And there's a similar play – I don't know if you guys are familiar with Pulumi. But for me, it has a similar alternative to Terraform for standard cloud resources. So you can write the stacks of Pulumi in Javascript, Go, or all sorts of different standard programming languages.

And it has a lot of advantages, so, like, for one thing, you could loop in it you can. You can have proper branching, you know it. There's like so much stuff that you can't really do well in Terraform that you can do in Pulumi, and it would just work because it's an actual programming language.

Rasmus Praestholm:

And another thing I want to ask – you talked a little bit about just like deploying applications off the shelf and potentially like developing – and how do you do your own Kubernetes, and so on.

If you're in a large enterprise and you have bunches of different teams and so on. Who kind of does what? Like do we need to get into this newfangled platform engineering? And is that like one team that takes care of all the hard stuff, and then developers, this can kind of like.

Hey! It's a candy store. I will have some of that, Some of these.

Michael Guarino:

Yeah, I mean, that's an interesting question. So I've worked at Amazon previously, Twitter previously, and a lot of different companies, and they have 2 different ways that I've seen the division of responsibilities flow like there are a lot of places that will have consolidated platform teams.

And then and then there are some places where, like operations, is a part of the standard software development engineers’ job responsibility. Amazon was actually the latter.

So every engineer on Amazon had the expectation that they would do some degree of Ops, and then places like Twitter or Facebook, actually Google as well, more like a centralised platform team.

I think if Kubernetes is done well, you should be able to have a very self-serviceable experience around provisioning new Kubernetes clusters and then creating development, a deployment pipeline to those clusters in a way that is quite reproducible, and that's hopefully what we would be able to build.

But that would move people more towards, I think, the Amazon model – which I thought was actually really, really good, because, like it, like realistically… The knowledge of how an application is going to break is probably much closer to the developer of the application’s head than a centralised team's head.
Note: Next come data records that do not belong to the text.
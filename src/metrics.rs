//! Metric surface shared by both device generations.
//!
//! Every scrape registers a fresh [`MetricSurface`] on a fresh
//! [`prometheus::Registry`], so a series that was not written during the pass
//! is simply absent from the exposition.

use std::collections::HashMap;

use prometheus::{Encoder, GaugeVec, Opts, Registry, TextEncoder};

/// Metric name prefix.
pub const NAMESPACE: &str = "shellyplug";

const TARGET_LABELS: &[&str] = &["target"];
const INFO_LABELS: &[&str] = &["target", "generation"];
const WIFI_LABELS: &[&str] = &["target", "ssid"];
const SWITCH_LABELS: &[&str] = &["target", "id", "name", "source"];
const COMPONENT_LABELS: &[&str] = &["target", "id", "name"];

/// Ordered label set.
///
/// Extending returns a copy, so sibling metric families derived from the same
/// component never share label values by accident.
#[derive(Debug, Clone, Default, PartialEq, Eq)]
pub struct LabelSet {
    labels: Vec<(&'static str, String)>,
}

impl LabelSet {
    /// Target identity labels.
    pub fn for_target(address: &str) -> Self {
        Self::default().with("target", address)
    }

    /// Copy of this set with `name` set to `value`.
    #[must_use]
    pub fn with(&self, name: &'static str, value: impl Into<String>) -> Self {
        let mut next = self.clone();
        let value = value.into();
        match next.labels.iter_mut().find(|(n, _)| *n == name) {
            Some(slot) => slot.1 = value,
            None => next.labels.push((name, value)),
        }
        next
    }

    /// Value of label `name`.
    #[cfg(test)]
    pub(crate) fn get(&self, name: &str) -> Option<&str> {
        self.labels
            .iter()
            .find(|(n, _)| *n == name)
            .map(|(_, v)| v.as_str())
    }

    pub fn iter(&self) -> impl Iterator<Item = (&'static str, &str)> {
        self.labels.iter().map(|(n, v)| (*n, v.as_str()))
    }

    fn as_map(&self) -> HashMap<&str, &str> {
        self.iter().collect()
    }
}

/// Labeled gauges written by the collector.
#[derive(Clone)]
pub struct MetricSurface {
    pub info: GaugeVec,
    pub sys_unixtime: GaugeVec,
    pub sys_uptime: GaugeVec,
    pub sys_mem_total: GaugeVec,
    pub sys_mem_free: GaugeVec,
    pub sys_fs_size: GaugeVec,
    pub sys_fs_free: GaugeVec,
    pub sys_restart_required: GaugeVec,
    pub wifi_rssi: GaugeVec,
    pub switch_on: GaugeVec,
    pub power_current: GaugeVec,
    pub power_apparent_current: GaugeVec,
    pub power_total: GaugeVec,
    pub power_factor: GaugeVec,
    pub power_frequency: GaugeVec,
    pub power_voltage: GaugeVec,
    pub temperature: GaugeVec,
}

fn gauge(
    registry: &Registry,
    name: &str,
    help: &str,
    labels: &[&str],
) -> Result<GaugeVec, prometheus::Error> {
    let vec = GaugeVec::new(Opts::new(name, help).namespace(NAMESPACE), labels)?;
    registry.register(Box::new(vec.clone()))?;
    Ok(vec)
}

impl MetricSurface {
    /// Create and register all metric families on `registry`.
    ///
    /// # Errors
    /// Returns `prometheus::Error` if a family is already registered.
    pub fn register(registry: &Registry) -> Result<Self, prometheus::Error> {
        Ok(Self {
            info: gauge(registry, "info", "Device presence (always 1)", INFO_LABELS)?,
            sys_unixtime: gauge(registry, "sys_unixtime", "Device clock (unix timestamp)", TARGET_LABELS)?,
            sys_uptime: gauge(registry, "sys_uptime", "Device uptime in seconds", TARGET_LABELS)?,
            sys_mem_total: gauge(registry, "sys_mem_total", "Total RAM in bytes", TARGET_LABELS)?,
            sys_mem_free: gauge(registry, "sys_mem_free", "Free RAM in bytes", TARGET_LABELS)?,
            sys_fs_size: gauge(registry, "sys_fs_size", "Filesystem size in bytes", TARGET_LABELS)?,
            sys_fs_free: gauge(registry, "sys_fs_free", "Free filesystem space in bytes", TARGET_LABELS)?,
            sys_restart_required: gauge(
                registry,
                "sys_restart_required",
                "Restart required to apply configuration (1 = yes)",
                TARGET_LABELS,
            )?,
            wifi_rssi: gauge(registry, "wifi_rssi", "Wifi signal strength in dBm", WIFI_LABELS)?,
            switch_on: gauge(registry, "switch_on", "Switch output state (1 = on)", SWITCH_LABELS)?,
            power_current: gauge(registry, "power_current", "Current in A", COMPONENT_LABELS)?,
            power_apparent_current: gauge(
                registry,
                "power_apparent_current",
                "Apparent power in VA",
                COMPONENT_LABELS,
            )?,
            power_total: gauge(registry, "power_total", "Active power in W", COMPONENT_LABELS)?,
            power_factor: gauge(registry, "power_factor", "Power factor", COMPONENT_LABELS)?,
            power_frequency: gauge(registry, "power_frequency", "Frequency in Hz", COMPONENT_LABELS)?,
            power_voltage: gauge(registry, "power_voltage", "Voltage in V", COMPONENT_LABELS)?,
            temperature: gauge(registry, "temperature", "Temperature in degrees Celsius", COMPONENT_LABELS)?,
        })
    }

    /// Set `gauge{labels}` to `value`.
    ///
    /// A label set that does not match the family's label names is logged and dropped.
    pub fn set(&self, gauge: &GaugeVec, labels: &LabelSet, value: f64) {
        match gauge.get_metric_with(&labels.as_map()) {
            Ok(g) => g.set(value),
            Err(e) => tracing::error!(labels = ?labels, error = %e, "Label set does not match metric family"),
        }
    }
}

impl std::fmt::Debug for MetricSurface {
    fn fmt(&self, f: &mut std::fmt::Formatter<'_>) -> std::fmt::Result {
        f.debug_struct("MetricSurface").finish_non_exhaustive()
    }
}

/// Boolean as gauge value.
pub fn bool_to_f64(value: bool) -> f64 {
    if value { 1.0 } else { 0.0 }
}

/// Encode all families of `registry` in text exposition format.
///
/// # Errors
/// Returns `prometheus::Error` if encoding fails.
pub fn encode(registry: &Registry) -> Result<String, prometheus::Error> {
    let encoder = TextEncoder::new();
    let mut buffer = Vec::new();
    encoder.encode(&registry.gather(), &mut buffer)?;
    String::from_utf8(buffer).map_err(|e| prometheus::Error::Msg(e.to_string()))
}

#[cfg(test)]
pub(crate) mod testing {
    //! Helpers to read samples back out of a registry.

    use prometheus::Registry;

    /// Value of `name{labels}`; `labels` must match the full label set.
    pub(crate) fn sample(registry: &Registry, name: &str, labels: &[(&str, &str)]) -> Option<f64> {
        let family = registry.gather().into_iter().find(|f| f.get_name() == name)?;
        family
            .get_metric()
            .iter()
            .find(|m| {
                let pairs = m.get_label();
                pairs.len() == labels.len()
                    && labels
                        .iter()
                        .all(|(k, v)| pairs.iter().any(|p| p.get_name() == *k && p.get_value() == *v))
            })
            .map(|m| m.get_gauge().get_value())
    }

    /// Number of series in family `name`.
    pub(crate) fn series_count(registry: &Registry, name: &str) -> usize {
        registry
            .gather()
            .into_iter()
            .find(|f| f.get_name() == name)
            .map(|f| f.get_metric().len())
            .unwrap_or(0)
    }

    /// Total number of series across all families.
    pub(crate) fn total_series(registry: &Registry) -> usize {
        registry
            .gather()
            .iter()
            .map(|f| f.get_metric().len())
            .sum()
    }
}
But if your infrastructure is just too unwieldy for various reasons, you can actually do that if you need someone who specialises in just keeping the lights on.

But if you have the ability for an individual team or an individual business to create a cluster for themselves, that cluster is going to be conformant based on various things like maybe you put in your security, scanning, and all of that by default.
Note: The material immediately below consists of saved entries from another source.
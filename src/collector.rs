//! Collector Layer
//!
//! Turns one scrape of one target into metric samples.
//!
//! # Architecture
//!
//! - [`MetricCollector`]: per-target pass (config, system, wifi, then each component)
//! - [`HealthReporter`]: reachability failures go to the discovery collaborator
//! - [`PassReport`]: what a pass managed to collect
//!
//! # Example
//!
//! ```rust,no_run
//! use std::sync::Arc;
//! use std::time::Duration;
//! use plugscope::cache::StatusCache;
//! use plugscope::collector::MetricCollector;
//! use plugscope::device::{AdapterSet, Generation, Target};
//! use plugscope::discovery::StaticDiscovery;
//! use plugscope::metrics::MetricSurface;
//! use plugscope::transport::HttpTransport;
//!
//! # async fn run() -> Result<(), Box<dyn std::error::Error>> {
//! let transport = Arc::new(HttpTransport::new(Duration::from_secs(5))?);
//! let discovery = Arc::new(StaticDiscovery::new(vec![], Duration::from_secs(60)));
//! let collector = MetricCollector::new(
//!     AdapterSet::new(transport),
//!     Arc::new(StatusCache::new()),
//!     discovery,
//! );
//!
//! let registry = prometheus::Registry::new();
//! let surface = MetricSurface::register(&registry)?;
//! let report = collector
//!     .collect(&Target::new("192.168.1.20", Generation::Gen2), &surface)
//!     .await;
//! println!("collected {} components", report.collected);
//! # Ok(())
//! # }
//! ```

mod pass;
mod traits;

pub use pass::{DEFAULT_CONFIG_TTL, MetricCollector, PassReport};
pub use traits::{HealthReporter, HealthState};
And then they can just slap in their infrastructure, their Kubernetes resources to find in a consistent way.

I feel like you could sort of reduce the need for that degree of specialisation around just keeping the lights on and managing the platform. But we were still definitely in the early days, and it's ultimately the team's preference on how they decide to organise things. So it's not actually a truly right answer from what I've seen.

Rasmus Praestholm:

I think we've also been going a little bit back and forth ourselves, and like trying to think of new products and ideas, and so on, like Kubernetes orchestration. Is it like a Venn diagram when you have the Kubernetes orchestration circle? But then there's also some other stuff that's more like developer experience, like, how much do they overlap? Is there actually a sharp point where one ends and the other begins?

Kubernetes is hard.

Michael Guarino:

It's very complicated. Yeah, and it but it's like a palette. It's like a white space. There are tons of things you can do with it. And you said, like, create the appropriate guide rails for your organisation to use it. Appropriate, like, use it in an effective way.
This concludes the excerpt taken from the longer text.